Relevant code snippet handling ping failures:

transport.ts:429

this.session!.ping((err: Error | null, duration: number, payload: Buffer) => {
  if (err) {
    console.log(err); // Outputs: Error [ERR_HTTP2_PING_CANCEL]: HTTP2 ping cancelled
    this.keepaliveTrace('Ping failed with error ' + err.message);
    this.handleDisconnect();
  }
  this.keepaliveTrace('Received ping response');
  this.clearKeepaliveTimeout();
  this.maybeStartKeepalivePingTimer();
});

The log displays Error [ERR_HTTP2_PING_CANCEL]: HTTP2 ping cancelled, indicating a correct cancellation due to server shutdown. However, the final error reported to the client is "Unavailable".

Full log:

Event #0: test-event
Event #1: test-event
Event #2: test-event
Event #3: test-event
Event #4: test-event
Event #5: test-event
Event #6: test-event
Event #7: test-event
Event #8: test-event
Event #9: test-event
Event #10: test-event
Event #11: test-event
Manually stop the Docker container now...
!goaway called!
Error [ERR_HTTP2_PING_CANCEL]: HTTP2 ping cancelled
    at new NodeError (internal/errors.js:322:7)
    at pingCallback (internal/http2/core.js:897:10)
    at processTicksAndRejections (internal/process/task_queues.js:83:21) {
  code: 'ERR_HTTP2_PING_CANCEL'
}
!close called!
Event #12: test-event
Event #13: test-event
Event #14: test-event
Event #15: test-event
Event #16: test-event
Event #17: test-event
Event #18: test-event
Event #19: test-event
Event #20: test-event
Event #21: test-event
Event #22: test-event
Event #23: test-event
Event #24: test-event
Event #25: test-event
Event #26: test-event
Event #27: test-event
Event #28: test-event
Event #29: test-event
Event #30: test-event
Event #31: test-event
Event #32: test-event
Event #33: test-event
Event #34: test-event
Event #35: test-event
Event #36: test-event
Event #37: test-event
Event #38: test-event
Event #39: test-event
Event #40: test-event
Event #41: test-event
Event #42: test-event
Event #43: test-event
Event #44: test-event
Error: UnavailableError: 14 UNAVAILABLE: Connection dropped

Environment

  • OS: Linux Fedora 39
  • Node version: 14.21.3
  • Node installation method: t/j n
  • Package: @grpc/grpc-js@1.9.11

Additional Context

N/A

This ping cancellation you are observing is a session-level event, and a description of how the ping specifically ended. It is not supposed to have any direct correspondence to how an individual request on that session ends. We interpret any ping error we see to mean that the server is no longer available, so the UNAVAILABLE error code is appropriate.

When you say that you "Gracefully stop the server", it's not clear what that means. In the context of gRPC, that would generally involve allowing existing requests to end on their own while not accepting new requests, but that is clearly not what is happening here.

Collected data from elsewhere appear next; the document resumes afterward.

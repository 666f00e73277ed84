//! Ban/pick turn order.

use crate::models::{DraftAction, Slot, TurnEntry};

/// One block of the draft: a single opening turn, then the rest in pairs. Pair 0 goes to
/// player 2, pair 1 to player 1, and so on; a trailing odd turn keeps its pair's player.
fn block(count: u32, opener: Slot, action: DraftAction) -> impl Iterator<Item = TurnEntry> {
    let paired = (0..count.saturating_sub(1)).map(move |i| {
        let player = if (i / 2) % 2 == 1 { Slot::One } else { Slot::Two };
        TurnEntry::new(player, action)
    });
    std::iter::once(TurnEntry::new(opener, action)).chain(paired)
}

/// Lazy form of [`determine_turn`]. The length is `max(ban_count, 1) + max(pick_count, 1)`
/// and is reported exactly by `size_hint`.
pub fn turn_order(
    ban_count: u32,
    pick_count: u32,
    first_player: Option<Slot>,
) -> impl Iterator<Item = TurnEntry> {
    block(ban_count, first_player.unwrap_or(Slot::One), DraftAction::Ban)
        .chain(block(pick_count, Slot::One, DraftAction::Pick))
}

/// Turn order for a ban/pick draft.
///
/// The opening ban belongs to `first_player` (player 1 by default). The remaining bans go
/// in pairs: player 2, player 1, player 2 and so on. The pick block always opens with
/// player 1 and then pairs the same way. A count of 0 still yields the block's opening turn.
pub fn determine_turn(ban_count: u32, pick_count: u32, first_player: Option<Slot>) -> Vec<TurnEntry> {
    turn_order(ban_count, pick_count, first_player).collect()
}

If you want to have more control over the status code the client sees, you should control that explicitly on the server. Most gRPC server implementations have a function that cancels all open requests (generally while shutting down). In grpc-js, that is Server#forceShutdown.

w1am commented

@murgatroid99 Thanks for the explanation! I'm running into a strange situation where I get "Unavailable" when connecting to my server in CI and "Cancelled" in the 'Latest' server environment.

When you say that you "Gracefully stop the server", it's not clear what that means

By graceful shutdown, I mean stopping the docker-compose (my server) using Ctrl + C.

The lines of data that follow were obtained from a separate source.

//! Seed order and bracket layout shared by both elimination formats.
//!
//! A layout describes every match position of a full power-of-two bracket and what feeds
//! each of its two slots. Building it against a roster resolves byes: a position with one
//! real feeder is skipped and that feeder moves on to the next slot, a position with none
//! is left empty.

use crate::models::{Advance, Match, MatchRef, Player, Round, Slot};

/// Standard bracket seed order for `width` slots (a power of two, at least 2).
///
/// Pairs are read two at a time: for 8 slots the order is `1,8,4,5,2,7,3,6`.
pub fn seed_order(width: usize) -> Vec<usize> {
    let mut order = vec![1, 2];
    while order.len() < width {
        let complement = order.len() * 2 + 1;
        order = order.iter().flat_map(|&s| [s, complement - s]).collect();
    }
    order
}

/// What feeds one slot of a match position.
#[derive(Clone, Copy, Debug)]
pub(crate) enum Feed {
    /// 1-based seed; seeds above the roster size are byes.
    Seed(usize),
    Winner(MatchRef),
    Loser(MatchRef),
}

/// A feed that survived bye resolution.
#[derive(Clone, Copy, Debug)]
enum Source {
    Seed(usize),
    WinnerOf(MatchRef),
    LoserOf(MatchRef),
}

#[derive(Clone, Copy, Debug)]
enum Position {
    Match([Source; 2]),
    Bye(Source),
    Empty,
}

pub(crate) struct Layout {
    /// Feeds per match position, indexed by round.
    pub rounds: Vec<Vec<[Feed; 2]>>,
    /// Rounds in an order where every feeder is resolved before the match it feeds.
    pub order: Vec<usize>,
}

impl Layout {
    /// Winners-side layout for `players` entrants: round 0 pairs seeds, every later round
    /// pairs the winners of consecutive matches.
    pub fn winners(players: usize) -> Self {
        let width = players.next_power_of_two();
        // Play-in matches list the challenger first.
        let play_in = !players.is_power_of_two();
        let first: Vec<[Feed; 2]> = seed_order(width)
            .chunks_exact(2)
            .map(|pair| {
                let (high, low) = (Feed::Seed(pair[0]), Feed::Seed(pair[1]));
                if play_in { [low, high] } else { [high, low] }
            })
            .collect();

        let mut rounds = vec![first];
        let mut matches = width / 2;
        while matches > 1 {
            let prev = rounds.len() - 1;
            matches /= 2;
            rounds.push(
                (0..matches)
                    .map(|j| {
                        [
                            Feed::Winner(MatchRef::new(prev, 2 * j)),
                            Feed::Winner(MatchRef::new(prev, 2 * j + 1)),
                        ]
                    })
                    .collect(),
            );
        }
        let order = (0..rounds.len()).collect();
        Self { rounds, order }
    }

    fn source(feed: Feed, entrants: usize, positions: &[Vec<Position>]) -> Option<Source> {
        let at = |r: MatchRef| positions.get(r.round).and_then(|round| round.get(r.index));
        match feed {
            Feed::Seed(seed) if seed <= entrants => Some(Source::Seed(seed)),
            Feed::Seed(_) => None,
            Feed::Winner(r) => match at(r)? {
                Position::Match(_) => Some(Source::WinnerOf(r)),
                Position::Bye(source) => Some(*source),
                Position::Empty => None,
            },
            // Nobody loses a bye.
            Feed::Loser(r) => match at(r)? {
                Position::Match(_) => Some(Source::LoserOf(r)),
                Position::Bye(_) | Position::Empty => None,
            },
        }
    }

    /// Resolve byes against `players` and build the rounds with their advancement links.
    pub fn build(&self, players: &[Player]) -> Vec<Round> {
        let mut positions: Vec<Vec<Position>> = self
            .rounds
            .iter()
            .map(|round| vec![Position::Empty; round.len()])
            .collect();
        for &round in &self.order {
            for (index, feeds) in self.rounds[round].iter().enumerate() {
                let sources: Vec<Source> = feeds
                    .iter()
                    .filter_map(|&feed| Self::source(feed, players.len(), &positions))
                    .collect();
                positions[round][index] = match sources[..] {
                    [a, b] => Position::Match([a, b]),
                    [a] => Position::Bye(a),
                    _ => Position::Empty,
                };
            }
        }

        let seat = |source: &Source| match source {
            Source::Seed(seed) => players.get(seed - 1).cloned(),
            Source::WinnerOf(_) | Source::LoserOf(_) => None,
        };
        let mut rounds: Vec<Round> = positions
            .iter()
            .map(|round| Round {
                matches: round
                    .iter()
                    .map(|position| match position {
                        Position::Match([a, b]) => Some(Match::new([seat(a), seat(b)])),
                        Position::Bye(_) | Position::Empty => None,
                    })
                    .collect(),
            })
            .collect();

        for (round, row) in positions.iter().enumerate() {
            for (index, position) in row.iter().enumerate() {
                let Position::Match(sources) = position else {
                    continue;
                };
                let to = MatchRef::new(round, index);
                for (slot, source) in [Slot::One, Slot::Two].into_iter().zip(sources) {
                    let advance = Some(Advance { to, slot });
                    match *source {
                        Source::WinnerOf(from) => {
                            if let Some(m) = rounds[from.round].get_mut(from.index) {
                                m.win_match = advance;
                            }
                        }
                        Source::LoserOf(from) => {
                            if let Some(m) = rounds[from.round].get_mut(from.index) {
                                m.loss_match = advance;
                            }
                        }
                        Source::Seed(_) => {}
                    }
                }
            }
        }
        rounds
    }
}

However, previous versions (<=1.9.1) of gRPC-Js before this modification in transport.ts was added, I was getting the same error message (Cancelled) across both environments (CI and Latest). I would tend to agree that 'Unavailable' should be the right message. However, I still cannot figure out why I get different error messages for different server environments after upgrading gRPC-js.

Well, what is different between your CI and Latest server environments?

w1am commented

@murgatroid99 They are the same server but running in different environment.

The exact error you are seeing is directly related to how you are running the server (in a docker container) and how you are stopping it (sending SIGINT to docker-compose). If you are not doing those same things in both environments, it is unsurprising that you would see different errors, and even if you are, identical handling is not guaranteed on the client.

The expectation in gRPC is that a server gracefully shuts down by closing the listening port, sending each open session a GOAWAY with code 0, and then waiting for existing requests to end on their own before ending the process. These actions are generally encapsulated in a single operation in the gRPC API, like Server#tryShutdown in grpc-js. A server can also shutdown more aggressively by cancelling all pending requests after sending the GOAWAY.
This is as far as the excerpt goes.